Resmack: Part 3: Perf Event Performance Overhead

Note: This post is part of a series on developing resmack. See the resmack tag for all posts in the series.

This is a small follow-up from the previous post on creating an experimental snapshot-based fuzzer (resmack-fuzz-test) that used perf events for its feedback metric during fuzzing.

The trivial target that I used during development did not make apparent any performance hits that fuzzing with perf events as feedback cause. This blog post is about the benchmarks used to test the performance impact of using perf events as feedback.

Trivial Target

Below is the trivial target used during the development of of resmack-fuzz-test:

void do_something_else(char *data) {
    if (strlen(data) < 9) {
        printf("Returning! strlen(data): %lu\n", strlen(data));
        fflush(stdout);
        return;
    }

    if (data[0] == 'R') {
        if (data[1] == 'E') {
            if (data[2] == 'S') {
                if (data[3] == 'M') {
                    if (data[4] == 'A') {
                        if (data[5] == 'C') {
                            if (data[6] == 'K') {
                                if (data[7] == '!') {
                                    if (data[8] == '!') {
                                        PRINT(">> CRASH!\n");
                                        char *blah = 0;
                                        blah[0] = 'A';
                                    }
                                }
                            }
                        }
                    }
                }
            }
        }
    }
}

When running resmack-fuzz-test with the trivial target above, we get anywhere between 16k and 20+k iterations per second.

The major item to note here is that very little time is spent actually in the target program. Any performance overhead of using perf events will not be noticeable.

Recall the recorded perf stats from the previous post:

perf report

Remember that this is from the perspective of the fuzzer process, not the snapshotted target process.

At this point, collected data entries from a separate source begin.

// Copyright 2025 Searchbase Authors
//
// Licensed under the Apache License, Version 2.0 (the "License");
// you may not use this file except in compliance with the License.
// You may obtain a copy of the License at
//
//     https://www.apache.org/licenses/LICENSE-2.0
//
// Unless required by applicable law or agreed to in writing, software
// distributed under the License is distributed on an "AS IS" BASIS,
// WITHOUT WARRANTIES OR CONDITIONS OF ANY KIND, either express or implied.
// See the License for the specific language governing permissions and
// limitations under the License.

//! Verifies the blocking surface sends the same requests as the async one.
//!
//! These tests deliberately run without a Tokio runtime of their own. The
//! blocking client brings its own.

use httptest::{Expectation, Server, matchers::*, responders::*};
use searchbase::blocking::Searchbase;
use searchbase::credentials::Credentials;
use searchbase::options::RequestOptions;
use serde_json::json;
use static_assertions::assert_impl_all;

type Result = anyhow::Result<()>;

fn test_client(server: &Server) -> anyhow::Result<Searchbase> {
    Ok(Searchbase::builder()
        .with_endpoint(format!("http://{}", server.addr()))
        .build()?)
}

#[test]
fn clients_are_thread_safe() {
    assert_impl_all!(searchbase::Searchbase: Clone, Send, Sync, std::fmt::Debug);
    assert_impl_all!(Searchbase: Clone, Send, Sync, std::fmt::Debug);
}

#[test]
fn sends_the_same_requests_as_the_async_client() -> Result {
    let server = Server::run();
    server.expect(
        Expectation::matching(request::method_path("DELETE", "/_ilm/policy/stale"))
            .respond_with(json_encoded(json!({"acknowledged": true}))),
    );

    let client = test_client(&server)?;
    let response = client
        .ilm()
        .delete_lifecycle("stale", RequestOptions::new())?;
    assert_eq!(response.body()["acknowledged"], json!(true));
    Ok(())
}

#[test]
fn configuration_reaches_the_wire() -> Result {
    let server = Server::run();
    server.expect(
        Expectation::matching(all_of![
            request::method_path("GET", "/_license/trial_status"),
            request::headers(contains(("x-team", "search"))),
            request::headers(contains(("authorization", "Bearer tok-1"))),
        ])
        .respond_with(json_encoded(json!({"eligible_to_start_trial": false}))),
    );

    let client = Searchbase::builder()
        .with_endpoint(format!("http://{}", server.addr()))
        .with_header("x-team", "search")
        .with_credentials(Credentials::bearer("tok-1"))
        .build()?;
    client.license().get_trial_status(RequestOptions::new())?;
    Ok(())
}

#[test]
fn ping_reports_reachability() -> Result {
    let server = Server::run();
    server.expect(
        Expectation::matching(request::method_path("HEAD", "/"))
            .respond_with(status_code(200)),
    );

    let client = test_client(&server)?;
    assert!(client.ping(RequestOptions::new())?);
    Ok(())
}

#[test]
fn validation_matches_the_async_client() -> Result {
    let server = Server::run();
    let client = test_client(&server)?;

    let err = client
        .ilm()
        .delete_lifecycle("", RequestOptions::new())
        .expect_err("an empty policy name must be rejected");
    assert!(err.is_validation(), "{err:?}");
    assert!(
        err.to_string()
            .contains("empty value passed for a required argument 'policy'"),
        "{err}"
    );
    Ok(())
}

#[test]
fn umbrella_accessors_delegate() -> Result {
    let server = Server::run();
    server.expect(
        Expectation::matching(request::method_path("GET", "/_enrich/_stats"))
            .respond_with(json_encoded(json!({"executing_policies": []}))),
    );

    let client = test_client(&server)?;
    client.xpack().enrich().stats(RequestOptions::new())?;
    Ok(())
}

#[test]
fn namespace_clients_outlive_the_parent() -> Result {
    let server = Server::run();
    server.expect(
        Expectation::matching(request::method_path("GET", "/_ssl/certificates"))
            .respond_with(json_encoded(json!([]))),
    );

    let ssl = {
        let client = test_client(&server)?;
        client.ssl()
    };
    ssl.certificates(RequestOptions::new())?;
    Ok(())
}
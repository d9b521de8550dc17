// Copyright 2025 Searchbase Authors
//
// Licensed under the Apache License, Version 2.0 (the "License");
// you may not use this file except in compliance with the License.
// You may obtain a copy of the License at
//
//     https://www.apache.org/licenses/LICENSE-2.0
//
// Unless required by applicable law or agreed to in writing, software
// distributed under the License is distributed on an "AS IS" BASIS,
// WITHOUT WARRANTIES OR CONDITIONS OF ANY KIND, either express or implied.
// See the License for the specific language governing permissions and
// limitations under the License.

//! Credential types for the Searchbase service.

use crate::error::Error;
use http::HeaderValue;

/// The credentials sent with each request.
///
/// All variants render to a single `authorization` header. The most common
/// forms are HTTP basic authentication and service API keys:
///
/// ```
/// use searchbase_sbx::credentials::Credentials;
/// let basic = Credentials::basic("admin", "hunter2");
/// let key = Credentials::api_key("id", "secret");
/// ```
///
/// The `Debug` representation censors the secret portions, so credentials can
/// appear in logs without leaking.
#[derive(Clone, PartialEq)]
pub enum Credentials {
    /// HTTP basic authentication.
    Basic {
        username: String,
        password: String,
    },
    /// A bearer token, such as a service access token.
    Bearer(String),
    /// An API key as the id and secret pair issued by the service.
    ApiKey {
        id: String,
        key: String,
    },
    /// An API key already encoded in the form the service issued it.
    EncodedApiKey(String),
}

impl Credentials {
    pub fn basic<U: Into<String>, P: Into<String>>(username: U, password: P) -> Self {
        Credentials::Basic {
            username: username.into(),
            password: password.into(),
        }
    }

    pub fn bearer<T: Into<String>>(token: T) -> Self {
        Credentials::Bearer(token.into())
    }

    pub fn api_key<I: Into<String>, K: Into<String>>(id: I, key: K) -> Self {
        Credentials::ApiKey {
            id: id.into(),
            key: key.into(),
        }
    }

    pub fn encoded_api_key<T: Into<String>>(encoded: T) -> Self {
        Credentials::EncodedApiKey(encoded.into())
    }

    /// Renders these credentials as an `authorization` header value.
    ///
    /// The returned value is marked sensitive, so debug output of the request
    /// headers does not reveal it.
    pub fn authorization(&self) -> Result<HeaderValue, Error> {
        use base64::prelude::{BASE64_STANDARD, Engine as _};
        let rendered = match self {
            Credentials::Basic { username, password } => {
                let encoded = BASE64_STANDARD.encode(format!("{username}:{password}"));
                format!("Basic {encoded}")
            }
            Credentials::Bearer(token) => format!("Bearer {token}"),
            Credentials::ApiKey { id, key } => {
                let encoded = BASE64_STANDARD.encode(format!("{id}:{key}"));
                format!("ApiKey {encoded}")
            }
            Credentials::EncodedApiKey(encoded) => format!("ApiKey {encoded}"),
        };
        let mut value = HeaderValue::from_str(&rendered).map_err(Error::authentication)?;
        value.set_sensitive(true);
        Ok(value)
    }
}

impl std::fmt::Debug for Credentials {
    fn fmt(&self, f: &mut std::fmt::Formatter<'_>) -> std::fmt::Result {
        match self {
            Credentials::Basic { username, .. } => f
                .debug_struct("Basic")
                .field("username", username)
                .field("password", &"[censored]")
                .finish(),
            Credentials::Bearer(_) => f.debug_tuple("Bearer").field(&"[censored]").finish(),
            Credentials::ApiKey { id, .. } => f
                .debug_struct("ApiKey")
                .field("id", id)
                .field("key", &"[censored]")
                .finish(),
            Credentials::EncodedApiKey(_) => {
                f.debug_tuple("EncodedApiKey").field(&"[censored]").finish()
            }
        }
    }
}
// Copyright 2025 Searchbase Authors
//
// Licensed under the Apache License, Version 2.0 (the "License");
// you may not use this file except in compliance with the License.
// You may obtain a copy of the License at
//
//     https://www.apache.org/licenses/LICENSE-2.0
//
// Unless required by applicable law or agreed to in writing, software
// distributed under the License is distributed on an "AS IS" BASIS,
// WITHOUT WARRANTIES OR CONDITIONS OF ANY KIND, either express or implied.
// See the License for the specific language governing permissions and
// limitations under the License.

//! Operation descriptors and assembled requests.

use http::header::CONTENT_TYPE;
use http::{HeaderMap, HeaderName, HeaderValue, Method};
use sbx::credentials::Credentials;
use sbx::error::Error;
use sbx::ndjson::NdBody;
use std::collections::BTreeMap;
use std::time::Duration;

/// A static description of one API operation.
///
/// Each operation method refers to one of these. The descriptor fixes the
/// HTTP method and the set of query string parameters the operation accepts.
/// The display parameters accepted by every operation are not repeated here.
pub struct Operation {
    /// The qualified operation name, e.g. `ccr.follow`. Used in diagnostics.
    pub name: &'static str,
    /// The HTTP method.
    pub method: Method,
    /// The query string parameters this operation accepts.
    pub params: &'static [&'static str],
}

/// A fully assembled request, ready for the transport.
///
/// A plan is produced by the client from an [Operation], a rendered path, and
/// the per-request options. By the time a plan exists, all validation has
/// passed: producing a plan does no I/O, and a plan that could not be
/// produced means the request was never sent.
#[derive(Clone, Debug)]
pub struct RequestPlan {
    pub(crate) name: &'static str,
    pub(crate) method: Method,
    pub(crate) path: String,
    pub(crate) query: Vec<(String, String)>,
    pub(crate) headers: HeaderMap,
    pub(crate) body: Option<Body>,
    pub(crate) timeout: Option<Duration>,
    pub(crate) ignore_status: Vec<u16>,
    pub(crate) credentials: Option<Credentials>,
}

#[derive(Clone, Debug)]
pub(crate) enum Body {
    Json(bytes::Bytes),
    NdJson(bytes::Bytes),
}

impl RequestPlan {
    pub(crate) fn new(operation: &'static Operation, path: String) -> Self {
        Self {
            name: operation.name,
            method: operation.method.clone(),
            path,
            query: Vec::new(),
            headers: HeaderMap::new(),
            body: None,
            timeout: None,
            ignore_status: Vec::new(),
            credentials: None,
        }
    }

    /// Attaches a JSON body.
    ///
    /// Sets the `content-type` to `application/json` unless the caller
    /// already provided one.
    pub fn json(mut self, body: &serde_json::Value) -> sbx::Result<Self> {
        let payload = serde_json::to_vec(body).map_err(Error::ser)?;
        if !self.headers.contains_key(CONTENT_TYPE) {
            self.headers
                .insert(CONTENT_TYPE, HeaderValue::from_static("application/json"));
        }
        self.body = Some(Body::Json(bytes::Bytes::from(payload)));
        Ok(self)
    }

    /// Attaches an optional JSON body.
    ///
    /// `None` and JSON `null` mean "no body".
    pub fn maybe_json(self, body: Option<&serde_json::Value>) -> sbx::Result<Self> {
        match body {
            None | Some(serde_json::Value::Null) => Ok(self),
            Some(value) => self.json(value),
        }
    }

    /// Attaches a newline-delimited body.
    ///
    /// Always sets the `content-type` to `application/x-ndjson`, replacing
    /// any caller-provided value. The bulk endpoints reject other content
    /// types.
    pub fn ndjson(mut self, body: NdBody) -> sbx::Result<Self> {
        let payload = body.into_payload()?;
        self.headers.insert(
            CONTENT_TYPE,
            HeaderValue::from_static("application/x-ndjson"),
        );
        self.body = Some(Body::NdJson(payload));
        Ok(self)
    }

    pub fn method(&self) -> &Method {
        &self.method
    }

    pub fn path(&self) -> &str {
        &self.path
    }

    pub fn query(&self) -> &[(String, String)] {
        &self.query
    }

    pub fn headers(&self) -> &HeaderMap {
        &self.headers
    }

    pub(crate) fn set_query(&mut self, params: &sbx::params::Params) {
        self.query = params
            .iter()
            .map(|(k, v)| (k.to_string(), v.to_string()))
            .collect();
    }
}

// Header names and values arrive as plain strings. Rejecting bad ones here
// keeps the failure local instead of surfacing as an opaque transport error.
pub(crate) fn insert_headers(
    headers: &mut HeaderMap,
    items: &BTreeMap<String, String>,
) -> sbx::Result<()> {
    for (name, value) in items {
        let name = HeaderName::from_bytes(name.as_bytes()).map_err(Error::validation)?;
        let value = HeaderValue::from_str(value).map_err(Error::validation)?;
        headers.insert(name, value);
    }
    Ok(())
}

#[cfg(test)]
mod tests {
    use super::*;
    use serde_json::json;

    type Result = std::result::Result<(), Box<dyn std::error::Error>>;

    static TEST_OP: Operation = Operation {
        name: "test.op",
        method: Method::POST,
        params: &["routing"],
    };

    #[test]
    fn new_plan_is_bare() {
        let plan = RequestPlan::new(&TEST_OP, "/idx/_test".into());
        assert_eq!(plan.name, "test.op");
        assert_eq!(plan.method(), &Method::POST);
        assert_eq!(plan.path(), "/idx/_test");
        assert!(plan.query().is_empty());
        assert!(plan.headers().is_empty());
        assert!(plan.body.is_none());
        assert!(plan.timeout.is_none());
        assert!(plan.ignore_status.is_empty());
        assert!(plan.credentials.is_none());
    }

    #[test]
    fn json_sets_content_type() -> Result {
        let plan = RequestPlan::new(&TEST_OP, "/".into()).json(&json!({"q": 1}))?;
        assert_eq!(
            plan.headers().get(CONTENT_TYPE).map(|v| v.to_str()).transpose()?,
            Some("application/json")
        );
        match &plan.body {
            Some(Body::Json(payload)) => assert_eq!(payload.as_ref(), br#"{"q":1}"#),
            other => panic!("expected a JSON body, got {other:?}"),
        }
        Ok(())
    }

    #[test]
    fn json_respects_caller_content_type() -> Result {
        let mut plan = RequestPlan::new(&TEST_OP, "/".into());
        plan.headers
            .insert(CONTENT_TYPE, HeaderValue::from_static("application/vnd.custom+json"));
        let plan = plan.json(&json!({}))?;
        assert_eq!(
            plan.headers().get(CONTENT_TYPE).map(|v| v.to_str()).transpose()?,
            Some("application/vnd.custom+json")
        );
        Ok(())
    }

    #[test]
    fn maybe_json_skips_missing_bodies() -> Result {
        let plan = RequestPlan::new(&TEST_OP, "/".into()).maybe_json(None)?;
        assert!(plan.body.is_none());
        assert!(plan.headers().get(CONTENT_TYPE).is_none());

        let null = json!(null);
        let plan = RequestPlan::new(&TEST_OP, "/".into()).maybe_json(Some(&null))?;
        assert!(plan.body.is_none());

        let value = json!({"acknowledge": true});
        let plan = RequestPlan::new(&TEST_OP, "/".into()).maybe_json(Some(&value))?;
        assert!(plan.body.is_some());
        Ok(())
    }

    #[test]
    fn ndjson_forces_content_type() -> Result {
        let mut plan = RequestPlan::new(&TEST_OP, "/".into());
        plan.headers
            .insert(CONTENT_TYPE, HeaderValue::from_static("application/json"));
        let plan = plan.ndjson(NdBody::from(vec![json!({"a": 1})]))?;
        assert_eq!(
            plan.headers().get(CONTENT_TYPE).map(|v| v.to_str()).transpose()?,
            Some("application/x-ndjson")
        );
        match &plan.body {
            Some(Body::NdJson(payload)) => assert_eq!(payload.as_ref(), b"{\"a\":1}\n"),
            other => panic!("expected an ndjson body, got {other:?}"),
        }
        Ok(())
    }

    #[test]
    fn set_query_preserves_name_order() {
        let mut params = sbx::params::Params::new();
        params.set("wait_for_completion", false);
        params.set("keep_alive", "5m");
        let mut plan = RequestPlan::new(&TEST_OP, "/".into());
        plan.set_query(&params);
        assert_eq!(
            plan.query(),
            [
                ("keep_alive".to_string(), "5m".to_string()),
                ("wait_for_completion".to_string(), "false".to_string()),
            ]
        );
    }

    #[test]
    fn insert_headers_validates() {
        let mut headers = HeaderMap::new();
        let mut items = BTreeMap::new();
        items.insert("x-app".to_string(), "tests".to_string());
        insert_headers(&mut headers, &items).unwrap();
        assert_eq!(headers.get("x-app"), Some(&HeaderValue::from_static("tests")));

        let mut items = BTreeMap::new();
        items.insert("bad header".to_string(), "v".to_string());
        let error = insert_headers(&mut headers, &items).unwrap_err();
        assert!(error.is_validation(), "{error:?}");

        let mut items = BTreeMap::new();
        items.insert("x-app".to_string(), "bad\nvalue".to_string());
        let error = insert_headers(&mut headers, &items).unwrap_err();
        assert!(error.is_validation(), "{error:?}");
    }
}
// Copyright 2025 Searchbase Authors
//
// Licensed under the Apache License, Version 2.0 (the "License");
// you may not use this file except in compliance with the License.
// You may obtain a copy of the License at
//
//     https://www.apache.org/licenses/LICENSE-2.0
//
// Unless required by applicable law or agreed to in writing, software
// distributed under the License is distributed on an "AS IS" BASIS,
// WITHOUT WARRANTIES OR CONDITIONS OF ANY KIND, either express or implied.
// See the License for the specific language governing permissions and
// limitations under the License.

use crate::Result;
use http::Method;
use sbx::options::RequestOptions;
use sbx::response::Response;
use sbxi::http::RestClient;
use sbxi::path::Path;
use sbxi::plan::Operation;
use serde_json::Value;
use std::sync::Arc;

/// A client for the TLS certificate API.
#[derive(Clone, Debug)]
pub struct Ssl {
    transport: Arc<RestClient>,
}

static CERTIFICATES: Operation = Operation {
    name: "ssl.certificates",
    method: Method::GET,
    params: &[],
};

impl Ssl {
    pub(crate) fn new(transport: Arc<RestClient>) -> Self {
        Self { transport }
    }

    /// Returns the certificates loaded by every node for TLS.
    pub async fn certificates(&self, options: RequestOptions) -> Result<Response<Value>> {
        let path = Path::new().fixed("_ssl").fixed("certificates").finish();
        let plan = self.transport.plan(&CERTIFICATES, path, options)?;
        self.transport.execute(plan).await
    }
}
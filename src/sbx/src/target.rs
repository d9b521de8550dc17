// Copyright 2025 Searchbase Authors
//
// Licensed under the Apache License, Version 2.0 (the "License");
// you may not use this file except in compliance with the License.
// You may obtain a copy of the License at
//
//     https://www.apache.org/licenses/LICENSE-2.0
//
// Unless required by applicable law or agreed to in writing, software
// distributed under the License is distributed on an "AS IS" BASIS,
// WITHOUT WARRANTIES OR CONDITIONS OF ANY KIND, either express or implied.
// See the License for the specific language governing permissions and
// limitations under the License.

//! A flexible representation for path arguments.

/// A value interpolated into a request path, such as an index name, a policy
/// name, or a document id.
///
/// Many endpoints accept either a single name or a list of names in the same
/// path position. `Target` absorbs both: a list renders as a single
/// comma-separated path segment, as the service expects.
///
/// Operations take path arguments as `impl Into<Target>`, so call sites can
/// pass string literals, owned strings, vectors, or arrays directly:
///
/// ```
/// use searchbase_sbx::target::Target;
/// let single = Target::from("logs-2025");
/// let many = Target::from(["logs-2025", "logs-2024"]);
/// assert!(!single.is_empty());
/// assert_eq!(many.joined(), "logs-2025,logs-2024");
/// ```
///
/// An empty target (`""`, an empty vector, or `None`) means "not provided".
/// Optional path arguments treat it as absent and skip the path segment,
/// while required path arguments reject it before sending anything.
#[derive(Clone, Debug, Default, PartialEq)]
pub struct Target {
    parts: Vec<String>,
}

impl Target {
    /// Returns true if this target does not name anything.
    ///
    /// A target with no parts is empty, and so is a target whose parts are
    /// all empty strings.
    pub fn is_empty(&self) -> bool {
        self.parts.iter().all(|p| p.is_empty())
    }

    /// The target as a single comma-separated value.
    pub fn joined(&self) -> String {
        self.parts.join(",")
    }

    /// The individual values in this target.
    pub fn parts(&self) -> &[String] {
        &self.parts
    }
}

impl From<&str> for Target {
    fn from(value: &str) -> Self {
        Self {
            parts: vec![value.to_string()],
        }
    }
}

impl From<String> for Target {
    fn from(value: String) -> Self {
        Self { parts: vec![value] }
    }
}

impl From<&String> for Target {
    fn from(value: &String) -> Self {
        Self {
            parts: vec![value.clone()],
        }
    }
}

impl From<Vec<String>> for Target {
    fn from(value: Vec<String>) -> Self {
        Self { parts: value }
    }
}

impl From<Vec<&str>> for Target {
    fn from(value: Vec<&str>) -> Self {
        Self {
            parts: value.into_iter().map(str::to_string).collect(),
        }
    }
}

impl From<&[&str]> for Target {
    fn from(value: &[&str]) -> Self {
        Self {
            parts: value.iter().map(|p| p.to_string()).collect(),
        }
    }
}

impl<const N: usize> From<[&str; N]> for Target {
    fn from(value: [&str; N]) -> Self {
        Self {
            parts: value.iter().map(|p| p.to_string()).collect(),
        }
    }
}

impl<T> From<Option<T>> for Target
where
    T: Into<Target>,
{
    fn from(value: Option<T>) -> Self {
        value.map_or_else(Target::default, T::into)
    }
}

The key areas where time is spent are listed below:

percent Description Technical
52.49% Snapshot restoration ptrace_test::snapshot::Snapshot::restore
7.83% Perf events stats collection ptrace_test::coverage::CoverageMonitor::stats
6.64% Perf events start recording ptrace_test::coverage::CoverageMonitor::start
4.80% Perf events stop recording ptrace_test::coverage::CoverageMonitor::stop
4.16% Running the target proces nix::sys::wait::waitpid

The fuzzing process is only waiting on the process to run 4.16% of the time!

Benchmarks

The perf benchmarks are run with the command below. The summary results of the benchmark can be found at target/critierion/perf/report/index.html:

cargo bench --bench perf -- --verbose

The perf benchmarks run the do_work() function below under different scenarios:

fn do_work() {
    let mut data: HashMap<usize, Vec<usize>> = HashMap::new();
    for i in 0..0x1000usize {
        if i % 4 == 0 {
            data.entry(4).or_insert(Vec::new()).push(i);
        }
        if i % 3 == 0 {
            data.entry(3).or_insert(Vec::new()).push(i);
        }
        if i % 2 == 0 {
            data.entry(2).or_insert(Vec::new()).push(i);
        }
    }
}

The scenarios do_work() is run under are:

scenarios brnch insts !perf
1 X
2 X X
3 X
4 X

Below is the zoomed-in relevant portion of the violin graph comparing each of the scenarios:

zoomed-in violin graph

Somewhat surprisingly, little difference exists between using one or two performance counters at the same time.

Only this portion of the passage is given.